Sheikh Mohammed Sultan (1923–1994), better known as SM Sultan, was a painter from Bangladesh. Sultan was born on 10 August 1923 in Masimdia, Narail district, East Bengal (now Bangladesh).

After only five years of schooling in Victoria Collegiate School in Narail, Sultan joined his father to work as a mason. He began to draw the buildings his father used to work on and developed an artistic disposition. He wanted to go to Kolkata to study art, but his family did not have the means to send him there. Eventually, Sultan went to Kolkata in 1938 with monetary support from the local zamindar (landlord).
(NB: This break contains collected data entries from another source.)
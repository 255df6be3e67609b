//! Tag management commands.
//!
//! Tags come in four types, each typed with its color name:
//!
//! | Type | Meaning |
//! |------|---------|
//! | `blue` | Folder |
//! | `green` | Context within a folder |
//! | `grey` | Loose label |
//! | `orange` | Named group of grey tags |
//!
//! Commands are typed into the search bar as `@<type>-<name>/<action>`, for
//! example `@grey-work/pin` or `@blue-inbox/edit-Archive`. Orange groups add
//! `/create`, `/delete`, `/etots` (enter the orange space) and, once a group has
//! been entered, the bare actions `/drop`, `/view`, `/remove` and `/back`.
//!
//! See [`grammar`] for the matchers and [`validation`] for the rename rules.

pub mod grammar;
pub mod validation;

use serde::{Deserialize, Serialize};

pub use grammar::{
    extract_search_term, extract_tag_type_only, parse_command, parse_group_command,
    parse_tag_command, partial_tag_types, RenameError, SearchTerm,
};
pub use validation::{validate_rename_target, TagValidationError};

#[derive(Debug, Clone, Copy, PartialEq, Eq, Hash, Serialize, Deserialize)]
#[serde(rename_all = "lowercase")]
pub enum TagType {
    Blue,
    Green,
    Grey,
    Orange,
}

impl TagType {
    pub const ALL: [TagType; 4] = [TagType::Blue, TagType::Green, TagType::Grey, TagType::Orange];

    pub fn as_str(&self) -> &'static str {
        match self {
            TagType::Blue => "blue",
            TagType::Green => "green",
            TagType::Grey => "grey",
            TagType::Orange => "orange",
        }
    }
}

impl std::fmt::Display for TagType {
    fn fmt(&self, f: &mut std::fmt::Formatter<'_>) -> std::fmt::Result {
        write!(f, "{}", self.as_str())
    }
}

impl std::str::FromStr for TagType {
    type Err = String;

    /// Case-sensitive: only the lowercase keywords are tag types.
    fn from_str(s: &str) -> Result<Self, Self::Err> {
        TagType::ALL
            .iter()
            .find(|t| t.as_str() == s)
            .copied()
            .ok_or_else(|| format!("Invalid tag type: {}", s))
    }
}

#[derive(Debug, Clone, PartialEq, Eq, Serialize, Deserialize)]
#[serde(tag = "command", rename_all = "snake_case")]
pub enum TagCommand {
    Edit {
        tag_type: TagType,
        old_name: String,
        new_name: String,
    },
    Delete {
        tag_type: TagType,
        tag_name: String,
    },
    Pin {
        tag_type: TagType,
        tag_name: String,
    },
    Star {
        tag_type: TagType,
        tag_name: String,
    },
}

#[derive(Debug, Clone, Copy, PartialEq, Eq, Hash, Serialize, Deserialize)]
#[serde(rename_all = "lowercase")]
pub enum GroupAction {
    Drop,
    View,
    Remove,
    Back,
}

impl GroupAction {
    pub const ALL: [GroupAction; 4] = [
        GroupAction::Drop,
        GroupAction::View,
        GroupAction::Remove,
        GroupAction::Back,
    ];

    pub fn keyword(&self) -> &'static str {
        match self {
            GroupAction::Drop => "/drop",
            GroupAction::View => "/view",
            GroupAction::Remove => "/remove",
            GroupAction::Back => "/back",
        }
    }
}

#[derive(Debug, Clone, PartialEq, Eq, Serialize, Deserialize)]
#[serde(tag = "command", rename_all = "snake_case")]
pub enum GroupCommand {
    Create { group_name: String },
    Delete { group_name: String },
    Enter { group_name: String },
    Rename { old_name: String, new_name: String },
    Action { kind: GroupAction },
}

/// Either kind of management command the grammar recognizes.
#[derive(Debug, Clone, PartialEq, Eq, Serialize, Deserialize)]
#[serde(rename_all = "snake_case")]
pub enum ManagementCommand {
    Tag(TagCommand),
    Group(GroupCommand),
}
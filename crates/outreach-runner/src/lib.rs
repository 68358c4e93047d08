//! Driver layer for the outreach escalation engine.
//!
//! Provides the pieces the engine leaves abstract: an OpenAI-compatible HTTP
//! drafting backend, console and HTTP-relay channel transports, environment
//! and TOML configuration, and telemetry initialization. The CLI in
//! `main.rs` wires them together.

pub mod config;
pub mod drafter;
pub mod telemetry;
pub mod transports;

pub use config::{DrafterEndpoint, RunnerConfig};
pub use drafter::HttpDraftBackend;
pub use transports::{ConsoleTransport, HttpRelayTransport};
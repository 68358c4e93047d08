//! Outreach runner CLI.
//!
//! Drives the engine end to end from JSON fixtures: mine hooks for a
//! prospect, compose a variant, or run a whole campaign (create schedules,
//! start, sweep, report stats). Transports are console-backed unless a relay
//! is configured, so a local run is always safe.

use std::collections::HashMap;
use std::path::PathBuf;
use std::sync::Arc;

use anyhow::{bail, Context, Result};
use clap::{Parser, Subcommand};
use tracing::{info, warn};

use outreach_engine::{
    Channel, DraftBackend, EngineConfig, EscalationScheduler, Evidence, EvidenceStore,
    GenerateOptions, HookRanker, HookStatus, InMemoryEvidenceStore, MessageComposer, Prospect,
    ResponseEvent, SuppressionReason, TransportRegistry, VoiceProfile,
};
use outreach_runner::{ConsoleTransport, HttpDraftBackend, HttpRelayTransport, RunnerConfig};

#[derive(Parser)]
#[command(name = "outreach-runner", about = "Drive the outreach escalation engine")]
struct Cli {
    /// Optional TOML config file (env vars fill the gaps)
    #[arg(long, global = true)]
    config: Option<PathBuf>,

    #[command(subcommand)]
    command: Command,
}

#[derive(Subcommand)]
enum Command {
    /// Mine scored hooks for one prospect
    Mine {
        /// JSON file with an array of evidence records
        #[arg(long)]
        evidence_file: PathBuf,
        #[arg(long)]
        prospect: String,
        /// Evidence window in days
        #[arg(long)]
        max_days: Option<i64>,
        #[arg(long, default_value_t = 5)]
        limit: usize,
    },

    /// Compose a message variant from the best hook for a prospect
    Compose {
        #[arg(long)]
        evidence_file: PathBuf,
        #[arg(long)]
        prospect: String,
        #[arg(long, default_value = "email")]
        channel: String,
        #[arg(long, default_value = "en")]
        language: String,
        #[arg(long)]
        recipient: Option<String>,
        #[arg(long)]
        industry: Option<String>,
    },

    /// Run a campaign: mine, compose, schedule, sweep, report
    Campaign {
        #[arg(long)]
        evidence_file: PathBuf,
        /// JSON file with an array of prospects
        #[arg(long)]
        prospects_file: PathBuf,
        #[arg(long, default_value = "campaign-1")]
        campaign: String,
        /// Evaluate gates and report intended sends without dispatching
        #[arg(long)]
        dry_run: bool,
        /// Mark the first sent message opened and replied, to exercise the
        /// feedback path locally
        #[arg(long)]
        simulate_responses: bool,
        /// Domains or addresses to suppress before scheduling
        #[arg(long)]
        suppress: Vec<String>,
    },
}

#[tokio::main]
async fn main() -> Result<()> {
    outreach_runner::telemetry::init();
    let cli = Cli::parse();

    let config = match &cli.config {
        Some(path) => RunnerConfig::load(path)?,
        None => RunnerConfig::from_env(),
    };

    match cli.command {
        Command::Mine {
            evidence_file,
            prospect,
            max_days,
            limit,
        } => {
            let store = load_evidence(&evidence_file)?;
            let ranker = HookRanker::with_config(store, EngineConfig::default().ranker);
            let hooks = ranker.mine(&prospect, max_days, limit).await?;
            println!("{}", serde_json::to_string_pretty(&hooks)?);
        }

        Command::Compose {
            evidence_file,
            prospect,
            channel,
            language,
            recipient,
            industry,
        } => {
            let store = load_evidence(&evidence_file)?;
            let channel = parse_channel(&channel)?;
            let ranker = HookRanker::new(store.clone());
            let hooks = ranker.mine(&prospect, None, 5).await?;
            let Some(hook) = hooks.iter().find(|h| h.status != HookStatus::Rejected) else {
                bail!("no usable hook for prospect {prospect}");
            };

            let composer = build_composer(store, &config);
            let opts = GenerateOptions {
                recipient_name: recipient,
                industry,
                language,
            };
            let variant = composer
                .generate(hook, channel, VoiceProfile::default(), &opts)
                .await?;
            println!("{}", serde_json::to_string_pretty(&variant)?);
        }

        Command::Campaign {
            evidence_file,
            prospects_file,
            campaign,
            dry_run,
            simulate_responses,
            suppress,
        } => {
            let store = load_evidence(&evidence_file)?;
            let prospects: Vec<Prospect> = read_json(&prospects_file)?;
            run_campaign(
                store,
                &config,
                prospects,
                &campaign,
                dry_run,
                simulate_responses,
                &suppress,
            )
            .await?;
        }
    }
    Ok(())
}

async fn run_campaign(
    store: Arc<InMemoryEvidenceStore>,
    config: &RunnerConfig,
    prospects: Vec<Prospect>,
    campaign: &str,
    dry_run: bool,
    simulate_responses: bool,
    suppress: &[String],
) -> Result<()> {
    let ranker = HookRanker::new(store.clone());
    let composer = build_composer(store, config);
    let scheduler = build_scheduler(config)?;

    for value in suppress {
        scheduler.suppress(value, SuppressionReason::Manual);
    }

    for prospect in prospects {
        let hooks = ranker.mine(&prospect.id, None, 3).await?;
        let Some(hook) = hooks.iter().find(|h| h.status != HookStatus::Rejected) else {
            warn!(prospect_id = %prospect.id, "No usable hook, skipping prospect");
            continue;
        };

        let opts = GenerateOptions {
            recipient_name: Some(prospect.name.clone()),
            industry: prospect.industry.clone(),
            language: prospect.language.clone(),
        };
        let mut variants = vec![
            composer
                .generate(hook, Channel::Email, VoiceProfile::default(), &opts)
                .await?,
        ];
        if prospect.linkedin.is_some() {
            variants.push(
                composer
                    .generate(hook, Channel::Linkedin, VoiceProfile::default(), &opts)
                    .await?,
            );
        }

        match scheduler.create_schedule(prospect, campaign, variants).await {
            Ok(schedule) => info!(summary = %schedule.summary(), "Scheduled"),
            Err(e) => warn!("Schedule refused: {e}"),
        }
    }

    let activated = scheduler.start_campaign(campaign).await;
    info!(activated, "Campaign activated");

    let report = scheduler.execute_sends(dry_run).await?;
    println!("{}", serde_json::to_string_pretty(&report)?);

    if simulate_responses && !dry_run {
        if let Some(message_id) = first_sent_message(&scheduler, campaign).await {
            scheduler
                .handle_response(&message_id, ResponseEvent::Opened, HashMap::new())
                .await?;
            scheduler
                .handle_response(&message_id, ResponseEvent::Replied, HashMap::new())
                .await?;
            info!(message_id = %message_id, "Simulated open + reply");
        }
    }

    let stats = scheduler.campaign_stats(campaign).await;
    println!("{}", serde_json::to_string_pretty(&stats)?);
    Ok(())
}

async fn first_sent_message(scheduler: &EscalationScheduler, campaign: &str) -> Option<String> {
    scheduler
        .campaign_schedules(campaign)
        .await
        .iter()
        .flat_map(|s| s.steps.iter())
        .find_map(|step| step.message_id.clone())
}

fn build_composer(store: Arc<InMemoryEvidenceStore>, config: &RunnerConfig) -> MessageComposer {
    let evidence: Arc<dyn EvidenceStore> = store;
    let composer = MessageComposer::new(evidence).with_config(EngineConfig::default().compose);
    match &config.drafter {
        Some(endpoint) => match HttpDraftBackend::new(endpoint.clone()) {
            Ok(backend) => {
                info!(model = backend.model(), "Drafting backend enabled");
                composer.with_backend(Arc::new(backend))
            }
            Err(e) => {
                warn!("Drafting backend unusable, using templates: {e}");
                composer
            }
        },
        None => composer,
    }
}

fn build_scheduler(config: &RunnerConfig) -> Result<EscalationScheduler> {
    let channels = [Channel::Email, Channel::Sms, Channel::Whatsapp, Channel::Linkedin];
    let mut registry = TransportRegistry::new();
    for channel in channels {
        registry = match &config.relay_url {
            Some(url) => registry.register(Arc::new(HttpRelayTransport::new(channel, url)?)),
            None => registry.register(Arc::new(ConsoleTransport::new(channel))),
        };
    }

    let mut scheduler_config = EngineConfig::default().scheduler;
    if !config.supported_languages.is_empty() {
        scheduler_config.supported_languages = config.supported_languages.clone();
    }
    Ok(EscalationScheduler::new(registry, scheduler_config))
}

fn load_evidence(path: &PathBuf) -> Result<Arc<InMemoryEvidenceStore>> {
    let evidence: Vec<Evidence> = read_json(path)?;
    let store = Arc::new(InMemoryEvidenceStore::new());
    store.seed(evidence);
    Ok(store)
}

fn read_json<T: serde::de::DeserializeOwned>(path: &PathBuf) -> Result<T> {
    let text = std::fs::read_to_string(path)
        .with_context(|| format!("Failed to read {}", path.display()))?;
    serde_json::from_str(&text).with_context(|| format!("Invalid JSON in {}", path.display()))
}

fn parse_channel(value: &str) -> Result<Channel> {
    match value.to_lowercase().as_str() {
        "email" => Ok(Channel::Email),
        "sms" => Ok(Channel::Sms),
        "whatsapp" => Ok(Channel::Whatsapp),
        "linkedin" => Ok(Channel::Linkedin),
        other => bail!("unknown channel: {other} (expected email, sms, whatsapp, linkedin)"),
    }
}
After three years in the school, his Bohemian nature had the better of him and he went travelling around India and working as a freelance artist. After living and working in Kashmir for a while, Sultan returned to Narail in the wake of the Partition of India, Narail now part of Bangladesh.Then again, in 1951, he left for Karachi. There he taught as an art teacher at a school, and came in contact with artists like Abdur Rahman Chughtai and Shaker Ali, with whom he developed lasting friendship. In 1950 Sultan had gone to USA - exhibiting his work in New York, Washington, Chicago, and Boston, and later in London. In 1953 he returned to Narail. There he built a school for children, and a menagerie. He lived in a house full of cats and snakes. Except for occasional visits to Dhaka (where he had his first exhibition in 1976) he lived in the quiet isolation of his house.
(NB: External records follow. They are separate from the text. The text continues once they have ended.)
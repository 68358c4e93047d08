//! Outreach Escalation Engine
//!
//! Turns evidence of a prospect's recent activity into personalized,
//! fact-checked messages delivered across channels on a compliant,
//! time-boxed cadence. Three components form the pipeline:
//!
//! - **Hook Ranker**: scores and classifies evidence into candidate
//!   conversation openers, filtering stale and negative material.
//! - **Message Composer**: drafts channel-specific text, verifies every
//!   factual claim against the grounding evidence, and repairs or rejects
//!   unsupported claims.
//! - **Escalation Scheduler**: builds multi-step, multi-channel send plans,
//!   enforces quiet hours, attempt caps, domain cooldowns, and
//!   consent/suppression rules, and reacts to delivery callbacks.
//!
//! Data flows strictly downstream (evidence, hooks, variants, schedules);
//! delivery events flow back only as schedule-state mutations.

#![allow(clippy::uninlined_format_args)]

pub mod analytics;
pub mod compose;
pub mod config;
pub mod error;
pub mod events;
pub mod evidence;
pub mod hooks;
pub mod schedule;

// Re-export the engine surface consumed by drivers.
pub use analytics::CampaignStats;
pub use config::EngineConfig;
pub use error::{EngineError, EngineResult};
pub use events::{EventBus, OutreachEvent, SharedEventBus};

// Evidence collaborator contract
pub use evidence::{
    Evidence, EvidenceClassification, EvidenceError, EvidenceFilter, EvidenceResult,
    EvidenceStore, InMemoryEvidenceStore, Sentiment,
};

// Hook Ranker
pub use hooks::{Hook, HookRanker, HookStatus, HookType, RankerConfig, ScoreWeights};

// Message Composer
pub use compose::{
    Channel, ChannelAlternate, ClaimVerifier, ComposeConfig, DraftBackend, DraftError,
    DraftRequest, Formality, GenerateOptions, GenerationMeta, MessageComposer, MessagePlan,
    MessageVariant, Style, TemplateDrafter, Tone, VerificationReport, Verdict, VoiceProfile,
};

// Escalation Scheduler
pub use schedule::scheduler::{EscalationScheduler, PlannedSend, SchedulerConfig, SweepReport};
pub use schedule::{
    ChannelTransport, ComplianceGate, ComplianceViolation, DomainCooldown, Prospect,
    ResponseEvent, ScheduleStatus, SendCaps, SendReceipt, SendRequest, SendSchedule, SendStep,
    SharedDomainCooldown, SharedSuppressionSet, SkipReason, StepResponse, StepStatus,
    SuppressionEntry, SuppressionReason, SuppressionSet, TransportError, TransportRegistry,
    DEFAULT_CADENCE,
};
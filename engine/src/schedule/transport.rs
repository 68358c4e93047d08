//! Channel transport contract and the static per-channel registry.
//!
//! Concrete provider integrations live outside the engine; the scheduler
//! depends only on this contract. Transports are selected via a static
//! mapping, one implementation per channel.

use std::collections::HashMap;
use std::sync::Arc;

use async_trait::async_trait;
use serde::{Deserialize, Serialize};

use crate::compose::Channel;

/// Error type for transport dispatch.
///
/// Distinct from a policy-gate skip: transport failures carry bounded-retry
/// semantics, skips do not.
#[derive(Debug, Clone, thiserror::Error)]
pub enum TransportError {
    #[error("provider error: {0}")]
    Provider(String),

    #[error("no transport registered for channel {0}")]
    NotRegistered(Channel),

    #[error("recipient address missing for channel {0}")]
    MissingRecipient(Channel),
}

/// One outbound dispatch request
#[derive(Debug, Clone, Serialize, Deserialize)]
pub struct SendRequest {
    /// Channel-appropriate recipient handle
    pub to: String,
    /// Subject line (email only)
    #[serde(skip_serializing_if = "Option::is_none")]
    pub subject: Option<String>,
    pub body: String,
    /// Opaque correlation metadata passed through to the provider
    #[serde(default, skip_serializing_if = "HashMap::is_empty")]
    pub metadata: HashMap<String, String>,
}

/// Provider receipt for a successful dispatch
#[derive(Debug, Clone, Serialize, Deserialize)]
pub struct SendReceipt {
    /// Provider message identifier; delivery webhooks are keyed by this
    pub message_id: String,
}

/// Contract of one channel's transport
#[async_trait]
pub trait ChannelTransport: Send + Sync {
    /// The channel this transport serves.
    fn channel(&self) -> Channel;

    /// Dispatch one message.
    async fn send(&self, request: &SendRequest) -> Result<SendReceipt, TransportError>;
}

/// Static mapping from channel to transport implementation.
#[derive(Default, Clone)]
pub struct TransportRegistry {
    transports: HashMap<Channel, Arc<dyn ChannelTransport>>,
}

impl TransportRegistry {
    pub fn new() -> Self {
        Self::default()
    }

    /// Register a transport under its own channel. Last registration wins.
    pub fn register(mut self, transport: Arc<dyn ChannelTransport>) -> Self {
        self.transports.insert(transport.channel(), transport);
        self
    }

    /// Look up the transport for a channel.
    pub fn get(&self, channel: Channel) -> Result<Arc<dyn ChannelTransport>, TransportError> {
        self.transports
            .get(&channel)
            .cloned()
            .ok_or(TransportError::NotRegistered(channel))
    }

    /// Channels with a registered transport.
    pub fn channels(&self) -> Vec<Channel> {
        self.transports.keys().copied().collect()
    }
}

#[cfg(test)]
mod tests {
    use super::*;

    struct NullTransport(Channel);

    #[async_trait]
    impl ChannelTransport for NullTransport {
        fn channel(&self) -> Channel {
            self.0
        }
        async fn send(&self, _request: &SendRequest) -> Result<SendReceipt, TransportError> {
            Ok(SendReceipt {
                message_id: "msg-1".to_string(),
            })
        }
    }

    #[tokio::test]
    async fn test_registry_routes_by_channel() {
        let registry = TransportRegistry::new()
            .register(Arc::new(NullTransport(Channel::Email)))
            .register(Arc::new(NullTransport(Channel::Sms)));

        assert!(registry.get(Channel::Email).is_ok());
        assert!(registry.get(Channel::Sms).is_ok());
        assert!(matches!(
            registry.get(Channel::Linkedin),
            Err(TransportError::NotRegistered(Channel::Linkedin))
        ));
    }
}
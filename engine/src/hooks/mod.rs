//! Hook mining — turning raw evidence into scored conversation openers.

pub mod ranker;
pub mod types;

pub use ranker::{HookRanker, RankerConfig, ScoreWeights};
pub use types::{Hook, HookStatus, HookType};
A confirmed bachelor, Sultan settled down in an abandoned building in Narail overlooking the river Chitra, where he lived ever since with an adopted family and pets of his own including dogs, mongoose and monkeys. Sultan would later build a mini-zoo near his home. Apart from occasional visits to Dhaka, the capital, Sultan only once left Narail for any substantial period of time. He became interested in a ruined house in Sonargaon, pretty much like his own home in Narail, and lived there for a period.

Sultan's first exhibition in Dhaka was in 1976, inordinately late for a painter of his stature. Sultan died in 1994.

SM Sultan won the "Ekushey Padak" in 1982, Bangladesh Charu Shilpi Sangsad award in 1986 and the "Independence Award" in 1993. In 1989, Tareque Masud directed a 54 minute documentary film on SM Sultan's life, called Adam Surat (The Inner Strength). Masud started filming it in 1982 with the help of the painter, and traveled with him all around Bangladesh with Sultan. According to Masud, Sultan agreed to cooperate only on the condition that "... rather than being the film's subject, he would act as a catalyst to reveal the film's true protagonist, the Bengali peasant". Bangladesh government recently completed the construction of Sultan memorial complex though it hasn't yet been inaugurated. Sultan, of course, had a special relation with Narail. He was known to the locals as "Lal Mia", a most informal and homely name only to be given to a close person. Chetona Theatre from Narail has staged Aango Lal Mia (Our Lal Mia) on Sultan. In 2005, famous Bangladeshi photographer Nasir Ali Mamun published a book named Guru with 68 photographs of Sultan. These were selected from thousands of photographs taken by Mamun in the period from 1978, when he first met Sultan until his death.